I don’t know about you, but I’ve been getting a huge amount of spam over the recently.
I used to have my mailserver simply mark the incoming emails that it thought were spam, but still to send them to me. That stopped when the junk email load got to be over 1000 junk emails per day.
Now, however, if an email trips the junk email filter at the mailserver, the filter deletes it. It never gets to me or my email program.
Since I try to acknowledge all emails from subscribers, if I don’t respond to one you send within a few days, please check it for possible spaminess and then send it again.
Back to the current flood of junk — in addition to the usual ads for drugs of all sorts, diplomas of your choice, notices of failed deliveries from national delivery services, and ads for fake watches, there are nasty ones that have attachments to infect your computer with malware.

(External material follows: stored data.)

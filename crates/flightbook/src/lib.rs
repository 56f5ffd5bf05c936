//! `flightbook` - A single-operator flight booking record-keeper
//!
//! This library provides the domain model, JSON snapshot storage and booking
//! operations behind the `flightbook` binary: flights are created and
//! searched, seats are booked against them, and bookings are cancelled.

#![warn(missing_docs)]
#![warn(missing_debug_implementations)]
#![deny(unsafe_code)]

pub mod cli;
pub mod config;
pub mod error;
pub mod logging;
pub mod manager;
pub mod model;
pub mod shell;
pub mod storage;

pub use config::Config;
pub use error::{Error, Result};
pub use logging::init_logging;
pub use manager::{AuditReport, FlightManager, FlightQuery, LedgerStats};
pub use model::{Booking, BookingStatus, Flight, NewFlight, Passenger};
pub use storage::Storage;
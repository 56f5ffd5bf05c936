//! Whole-collection JSON snapshot files.
//!
//! A snapshot is a JSON array holding every record of one collection. It is
//! always read and written as a unit.

use std::fs;
use std::io::ErrorKind;
use std::path::{Path, PathBuf};

use serde::de::DeserializeOwned;
use serde::Serialize;
use tracing::{debug, trace};

use crate::error::{Error, Result};

/// Read every record from a snapshot file.
///
/// A missing file is an empty collection.
pub(crate) fn read<T: DeserializeOwned>(path: &Path) -> Result<Vec<T>> {
    let bytes = match fs::read(path) {
        Ok(bytes) => bytes,
        Err(err) if err.kind() == ErrorKind::NotFound => {
            trace!("No snapshot at {}, starting empty", path.display());
            return Ok(Vec::new());
        }
        Err(err) => return Err(err.into()),
    };

    let records: Vec<T> = serde_json::from_slice(&bytes).map_err(|source| Error::CorruptSnapshot {
        path: path.to_path_buf(),
        source,
    })?;
    debug!("Loaded {} records from {}", records.len(), path.display());
    Ok(records)
}

/// Replace a snapshot file with the given records.
///
/// The data goes to a sibling temporary file first and is renamed into
/// place, so a reader sees either the old snapshot or the new one.
pub(crate) fn write<T: Serialize>(path: &Path, records: &[T], pretty: bool) -> Result<()> {
    let mut json = if pretty {
        serde_json::to_vec_pretty(records)?
    } else {
        serde_json::to_vec(records)?
    };
    json.push(b'\n');

    let staging = staging_path(path);
    let write_err = |source: std::io::Error| Error::SnapshotWrite {
        path: path.to_path_buf(),
        source,
    };
    fs::write(&staging, &json).map_err(write_err)?;
    fs::rename(&staging, path).map_err(write_err)?;

    debug!("Saved {} records to {}", records.len(), path.display());
    Ok(())
}

/// Path of the temporary file used while replacing `path`.
fn staging_path(path: &Path) -> PathBuf {
    let mut name = path.file_name().map(ToOwned::to_owned).unwrap_or_default();
    name.push(".tmp");
    path.with_file_name(name)
}
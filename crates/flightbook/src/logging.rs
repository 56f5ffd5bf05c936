//! Logging configuration for flightbook.
//!
//! This module provides initialization and configuration for the tracing-based
//! logging system. Log lines go to stderr so they never mix with the menu and
//! tables printed on stdout.

use tracing::Level;
use tracing_subscriber::{fmt, prelude::*, EnvFilter};

/// Verbosity level for logging output.
#[derive(Debug, Clone, Copy, PartialEq, Eq, Default)]
pub enum Verbosity {
    /// Suppress all output except errors.
    Quiet,
    /// Normal output level (info and above).
    #[default]
    Normal,
    /// Verbose output (debug and above).
    Verbose,
    /// Very verbose output (trace level).
    Trace,
}

impl Verbosity {
    /// Convert verbosity to tracing level filter.
    #[must_use]
    pub fn to_level_filter(&self) -> Level {
        match self {
            Self::Quiet => Level::ERROR,
            Self::Normal => Level::INFO,
            Self::Verbose => Level::DEBUG,
            Self::Trace => Level::TRACE,
        }
    }
}

/// Initialize the logging system.
///
/// This should be called once at application startup. The logging level can be
/// controlled via:
/// 1. The `verbosity` parameter
/// 2. The `RUST_LOG` environment variable (takes precedence)
///
/// # Examples
///
/// ```no_run
/// use flightbook::{init_logging, logging::Verbosity};
///
/// init_logging(Verbosity::Verbose);
/// ```
pub fn init_logging(verbosity: Verbosity) {
    let default_filter = format!("flightbook={}", verbosity.to_level_filter());

    // Allow RUST_LOG to override
    let env_filter =
        EnvFilter::try_from_default_env().unwrap_or_else(|_| EnvFilter::new(&default_filter));

    let subscriber = tracing_subscriber::registry().with(env_filter).with(
        fmt::layer()
            .with_writer(std::io::stderr)
            .with_target(true)
            .with_thread_ids(false)
            .with_file(false)
            .with_line_number(false),
    );

    // Install the subscriber (ignore error if already set)
    let _ = subscriber.try_init();
}

/// Initialize logging for tests.
///
/// Only warnings and errors are shown to keep test output clean.
#[cfg(test)]
pub fn init_test_logging() {
    let _ = tracing_subscriber::fmt()
        .with_env_filter("warn")
        .with_test_writer()
        .try_init();
}
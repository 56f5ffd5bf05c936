//! Interactive menu for operators.
//!
//! The shell reads one field per line through a [`Prompt`], calls the
//! matching [`FlightManager`] operation and prints the outcome. Operation
//! errors are printed and the menu comes back; only fatal storage errors end
//! the session.

use std::io::Write;

use rustyline::error::ReadlineError;
use rustyline::DefaultEditor;
use tracing::{debug, error};

use crate::error::{Error, Result};
use crate::manager::{FlightManager, FlightQuery};
use crate::model::timestamp::{format_datetime, parse_date, parse_datetime};
use crate::model::{Booking, Flight, NewFlight, Passenger};

const MENU: &str = "\
Flight Management System
1. Add Flight
2. List Flights
3. Search Flights
4. Add Booking
5. List Bookings
6. Cancel Booking
0. Exit";

/// Source of operator input, one line at a time.
pub trait Prompt {
    /// Show `prompt` and read a line.
    ///
    /// Returns `None` when the operator ends input (end of file or an
    /// interrupt).
    ///
    /// # Errors
    ///
    /// Returns an error if the input device fails.
    fn read_line(&mut self, prompt: &str) -> Result<Option<String>>;
}

/// Terminal prompt with line editing and history.
pub struct LineEditor {
    editor: DefaultEditor,
}

impl std::fmt::Debug for LineEditor {
    fn fmt(&self, f: &mut std::fmt::Formatter<'_>) -> std::fmt::Result {
        f.debug_struct("LineEditor").finish_non_exhaustive()
    }
}

impl LineEditor {
    /// Attach to the controlling terminal.
    ///
    /// # Errors
    ///
    /// Returns an error if the terminal cannot be initialized.
    pub fn new() -> Result<Self> {
        let editor = DefaultEditor::new().map_err(readline_error)?;
        Ok(Self { editor })
    }
}
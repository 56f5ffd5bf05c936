//! Configuration management for flightbook.
//!
//! This module provides configuration loading and validation using figment,
//! supporting a TOML config file, environment variables, and defaults.

use std::path::PathBuf;

use figment::{
    providers::{Env, Format, Serialized, Toml},
    Figment,
};
use serde::{Deserialize, Serialize};

use crate::error::{Error, Result};

/// Default configuration file name.
const CONFIG_FILE_NAME: &str = "config.toml";

/// Directory name used under the platform config and data directories.
const APP_DIR_NAME: &str = "flightbook";

/// Prefix for environment variable overrides.
const ENV_PREFIX: &str = "FLIGHTBOOK_";

/// Shortest booking id that may be configured.
pub const MIN_ID_LENGTH: usize = 4;

/// Longest booking id that may be configured (a full simple UUID).
pub const MAX_ID_LENGTH: usize = 32;

/// Application configuration.
///
/// Configuration is loaded from (in order of precedence, highest first):
/// 1. Environment variables (prefixed with `FLIGHTBOOK_`, `__` between sections)
/// 2. TOML config file at `~/.config/flightbook/config.toml`
/// 3. Default values
#[derive(Debug, Clone, Default, PartialEq, Eq, Serialize, Deserialize)]
#[serde(default)]
pub struct Config {
    /// Storage configuration.
    pub storage: StorageConfig,
    /// Booking configuration.
    pub booking: BookingConfig,
}

/// Storage-related configuration.
#[derive(Debug, Clone, PartialEq, Eq, Serialize, Deserialize)]
#[serde(default)]
pub struct StorageConfig {
    /// Directory holding `flights.json` and `bookings.json`.
    /// Defaults to `~/.local/share/flightbook`
    pub data_dir: Option<PathBuf>,
    /// Indent snapshot files for readability.
    pub pretty: bool,
}

/// Booking-related configuration.
#[derive(Debug, Clone, PartialEq, Eq, Serialize, Deserialize)]
#[serde(default)]
pub struct BookingConfig {
    /// Number of hex characters in generated booking ids.
    pub id_length: usize,
}

impl Default for StorageConfig {
    fn default() -> Self {
        Self {
            data_dir: None, // Resolved at runtime
            pretty: true,
        }
    }
}

impl Default for BookingConfig {
    fn default() -> Self {
        Self { id_length: 8 }
    }
}

impl Config {
    /// Load configuration from all sources.
    ///
    /// # Errors
    ///
    /// Returns an error if configuration loading or parsing fails.
    pub fn load() -> Result<Self> {
        Self::load_from(None)
    }

    /// Load configuration with an optional custom config path.
    ///
    /// A missing config file is not an error; defaults and environment
    /// variables still apply.
    ///
    /// # Errors
    ///
    /// Returns an error if configuration loading, parsing or validation fails.
    pub fn load_from(config_path: Option<PathBuf>) -> Result<Self> {
        let config_file = config_path.unwrap_or_else(Self::default_config_path);

        let figment = Figment::new()
            .merge(Serialized::defaults(Config::default()))
            .merge(Toml::file(&config_file))
            .merge(Env::prefixed(ENV_PREFIX).split("__"));

        let config: Config = figment.extract()?;
        config.validate()?;
        Ok(config)
    }

    /// Get the default configuration file path.
    #[must_use]
    pub fn default_config_path() -> PathBuf {
        dirs::config_dir()
            .unwrap_or_else(|| PathBuf::from(".config"))
            .join(APP_DIR_NAME)
            .join(CONFIG_FILE_NAME)
    }

    /// Get the default data directory path.
    #[must_use]
    pub fn default_data_dir() -> PathBuf {
        dirs::data_local_dir()
            .unwrap_or_else(|| PathBuf::from(".local/share"))
            .join(APP_DIR_NAME)
    }

    /// Validate the configuration.
    ///
    /// # Errors
    ///
    /// Returns an error if any configuration values are invalid.
    pub fn validate(&self) -> Result<()> {
        let len = self.booking.id_length;
        if !(MIN_ID_LENGTH..=MAX_ID_LENGTH).contains(&len) {
            return Err(Error::ConfigValidation {
                message: format!(
                    "booking.id_length must be between {MIN_ID_LENGTH} and {MAX_ID_LENGTH}, got {len}"
                ),
            });
        }

        if let Some(dir) = &self.storage.data_dir {
            if dir.as_os_str().is_empty() {
                return Err(Error::ConfigValidation {
                    message: "storage.data_dir must not be empty".to_string(),
                });
            }
        }

        Ok(())
    }

    /// Get the data directory, resolving defaults if not set.
    #[must_use]
    pub fn data_dir(&self) -> PathBuf {
        self.storage
            .data_dir
            .clone()
            .unwrap_or_else(Self::default_data_dir)
    }
}

#[cfg(test)]
mod tests {
    use super::*;

    #[test]
    fn test_default_config() {
        let config = Config::default();

        assert!(config.storage.data_dir.is_none());
        assert!(config.storage.pretty);
        assert_eq!(config.booking.id_length, 8);
    }

    #[test]
    fn test_validate_valid_config() {
        assert!(Config::default().validate().is_ok());
    }

    #[test]
    fn test_validate_id_length_bounds() {
        let mut config = Config::default();

        config.booking.id_length = MIN_ID_LENGTH;
        assert!(config.validate().is_ok());
        config.booking.id_length = MAX_ID_LENGTH;
        assert!(config.validate().is_ok());

        config.booking.id_length = 3;
        let err = config.validate().unwrap_err().to_string();
        assert!(err.contains("id_length"));

        config.booking.id_length = 33;
        assert!(config.validate().is_err());
    }

    #[test]
    fn test_validate_empty_data_dir() {
        let mut config = Config::default();
        config.storage.data_dir = Some(PathBuf::new());

        let err = config.validate().unwrap_err().to_string();
        assert!(err.contains("data_dir"));
    }

    #[test]
    fn test_data_dir_default() {
        let config = Config::default();
        assert!(config.data_dir().to_string_lossy().contains("flightbook"));
    }

    #[test]
    fn test_data_dir_custom() {
        let mut config = Config::default();
        config.storage.data_dir = Some(PathBuf::from("/srv/flights"));
        assert_eq!(config.data_dir(), PathBuf::from("/srv/flights"));
    }

    #[test]
    fn test_default_config_path() {
        let path = Config::default_config_path();
        assert!(path.to_string_lossy().contains("flightbook"));
        assert!(path.to_string_lossy().contains("config.toml"));
    }

    #[test]
    fn test_load_nonexistent_config() {
        let result = Config::load_from(Some(PathBuf::from("/nonexistent/config.toml")));
        assert!(result.is_ok());
        assert_eq!(result.unwrap().booking.id_length, 8);
    }

    #[test]
    fn test_load_from_toml_file() {
        let dir = tempfile::tempdir().unwrap();
        let path = dir.path().join("config.toml");
        std::fs::write(
            &path,
            "[storage]\ndata_dir = \"/tmp/fb-data\"\npretty = false\n\n[booking]\nid_length = 12\n",
        )
        .unwrap();

        let config = Config::load_from(Some(path)).unwrap();
        assert_eq!(config.storage.data_dir, Some(PathBuf::from("/tmp/fb-data")));
        assert!(!config.storage.pretty);
        assert_eq!(config.booking.id_length, 12);
    }

    #[test]
    fn test_load_rejects_invalid_values() {
        let dir = tempfile::tempdir().unwrap();
        let path = dir.path().join("config.toml");
        std::fs::write(&path, "[booking]\nid_length = 1\n").unwrap();

        let err = Config::load_from(Some(path)).unwrap_err();
        assert!(matches!(err, Error::ConfigValidation { .. }));
    }

    #[test]
    fn test_load_rejects_wrong_types() {
        let dir = tempfile::tempdir().unwrap();
        let path = dir.path().join("config.toml");
        std::fs::write(&path, "[booking]\nid_length = \"long\"\n").unwrap();

        let err = Config::load_from(Some(path)).unwrap_err();
        assert!(matches!(err, Error::ConfigLoad(_)));
    }

    #[test]
    fn test_config_serialize() {
        let json = serde_json::to_string(&Config::default()).unwrap();
        assert!(json.contains("id_length"));
        assert!(json.contains("pretty"));
    }

    #[test]
    fn test_storage_config_deserialize_partial() {
        let storage: StorageConfig = serde_json::from_str(r#"{"pretty": false}"#).unwrap();
        assert!(!storage.pretty);
        assert!(storage.data_dir.is_none());
    }
}
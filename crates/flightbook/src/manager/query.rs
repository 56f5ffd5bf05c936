//! Flight search filters.

use chrono::NaiveDate;

use crate::model::Flight;

/// Conjunctive filter over flights.
///
/// Each field is optional; an absent field matches every flight. Origin and
/// destination compare case-insensitively, the date compares against the
/// calendar day of departure.
#[derive(Debug, Clone, Default, PartialEq, Eq)]
pub struct FlightQuery {
    /// Required origin.
    pub origin: Option<String>,
    /// Required destination.
    pub destination: Option<String>,
    /// Required departure date.
    pub date: Option<NaiveDate>,
}

impl FlightQuery {
    /// A query that matches every flight.
    #[must_use]
    pub fn new() -> Self {
        Self::default()
    }

    /// Restrict to flights leaving from `origin`. Blank text clears the filter.
    #[must_use]
    pub fn origin(mut self, origin: impl Into<String>) -> Self {
        self.origin = non_blank(origin.into());
        self
    }

    /// Restrict to flights arriving at `destination`. Blank text clears the filter.
    #[must_use]
    pub fn destination(mut self, destination: impl Into<String>) -> Self {
        self.destination = non_blank(destination.into());
        self
    }

    /// Restrict to flights departing on `date`.
    #[must_use]
    pub fn on_date(mut self, date: NaiveDate) -> Self {
        self.date = Some(date);
        self
    }

    /// Whether no filter is set.
    #[must_use]
    pub fn is_empty(&self) -> bool {
        self.origin.is_none() && self.destination.is_none() && self.date.is_none()
    }

    /// Check a flight against every set filter.
    #[must_use]
    pub fn matches(&self, flight: &Flight) -> bool {
        self.origin
            .as_deref()
            .map_or(true, |origin| same_place(&flight.origin, origin))
            && self
                .destination
                .as_deref()
                .map_or(true, |destination| same_place(&flight.destination, destination))
            && self.date.map_or(true, |date| flight.departs_on(date))
    }
}

fn non_blank(text: String) -> Option<String> {
    if text.trim().is_empty() {
        None
    } else {
        Some(text)
    }
}

fn same_place(a: &str, b: &str) -> bool {
    a.to_lowercase() == b.to_lowercase()
}
//! Minute-precision timestamps.
//!
//! Flights store departure and arrival as `YYYY-MM-DD HH:MM` strings, both on
//! disk and at the operator prompt. Search takes a bare `YYYY-MM-DD` date.

use chrono::{NaiveDate, NaiveDateTime};

use crate::error::{Error, Result};

/// Format used for stored and entered timestamps.
pub const DATETIME_FORMAT: &str = "%Y-%m-%d %H:%M";

/// Format used for date filters.
pub const DATE_FORMAT: &str = "%Y-%m-%d";

/// Parse a `YYYY-MM-DD HH:MM` timestamp.
///
/// # Errors
///
/// Returns [`Error::Format`] if the text does not match the format.
pub fn parse_datetime(text: &str) -> Result<NaiveDateTime> {
    let text = text.trim();
    NaiveDateTime::parse_from_str(text, DATETIME_FORMAT)
        .map_err(|e| Error::format(format!("expected YYYY-MM-DD HH:MM, got '{text}' ({e})")))
}

/// Parse a `YYYY-MM-DD` calendar date.
///
/// # Errors
///
/// Returns [`Error::Format`] if the text does not match the format.
pub fn parse_date(text: &str) -> Result<NaiveDate> {
    let text = text.trim();
    NaiveDate::parse_from_str(text, DATE_FORMAT)
        .map_err(|e| Error::format(format!("expected YYYY-MM-DD, got '{text}' ({e})")))
}

/// Render a timestamp the way it is stored.
#[must_use]
pub fn format_datetime(value: &NaiveDateTime) -> String {
    value.format(DATETIME_FORMAT).to_string()
}

/// Serde adapter for `#[serde(with = "...")]` on `NaiveDateTime` fields.
pub mod minutes {
    use chrono::NaiveDateTime;
    use serde::{de, Deserialize, Deserializer, Serializer};

    use super::DATETIME_FORMAT;

    /// Serialize as `YYYY-MM-DD HH:MM`.
    ///
    /// # Errors
    ///
    /// Propagates serializer failures.
    pub fn serialize<S>(value: &NaiveDateTime, serializer: S) -> Result<S::Ok, S::Error>
    where
        S: Serializer,
    {
        serializer.collect_str(&value.format(DATETIME_FORMAT))
    }

    /// Deserialize from `YYYY-MM-DD HH:MM`.
    ///
    /// # Errors
    ///
    /// Fails if the value is not a string in that format.
    pub fn deserialize<'de, D>(deserializer: D) -> Result<NaiveDateTime, D::Error>
    where
        D: Deserializer<'de>,
    {
        let text = String::deserialize(deserializer)?;
        NaiveDateTime::parse_from_str(&text, DATETIME_FORMAT).map_err(de::Error::custom)
    }
}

There are some nasty phishing emails, too.
Phishing emails — these are the emails that pretend to be from someone you might trust, in order to get you to disclose user ID’s, passwords, social security numbers, bank account data, and such personal information — so they can pretend to be you to empty your bank account or to send spam from your ISP or Facebook account.
One of the frequent ones recently has purported to be a notice from the Internal Revenue Service about unreported income. A slight variation on that was a British version. Now, I don’t see those any more because my mailserver is deleting them.
Another nasty is trying to take advantage of Facebook users. There are a couple variations, one of which is reported to stick you with some malware, too.
Be sure that you run a good anti-spam program. A couple I like are Mailwasher Pro and PopFile. Mailwasher Pro classifies emails as spam or not while they’re still at your ISP’s mailserver, before you ever download them. it allows you to review the first few lines of emails, if you like, before you take any action on them.
PopFile uses a different approach. It sits on your computer and reconfigures your email program to talk to PopFile, and PopFile to talk to your ISP. That way, it can check emails as they’re downloaded. It will label them as spam or junk, but they you have to set up "rules" in your email program to actually handle the spam (e.g., to discard emails that are labeled as spam).
Final tip: always filter the emails to a folder where you can review them before you delete them. Murphy’s Law of EMail says: "The more important an email is, the more likely your (or your mailserver’s) anti-spam program will mis-classify it as spam." (This happens in the corporate world, too!).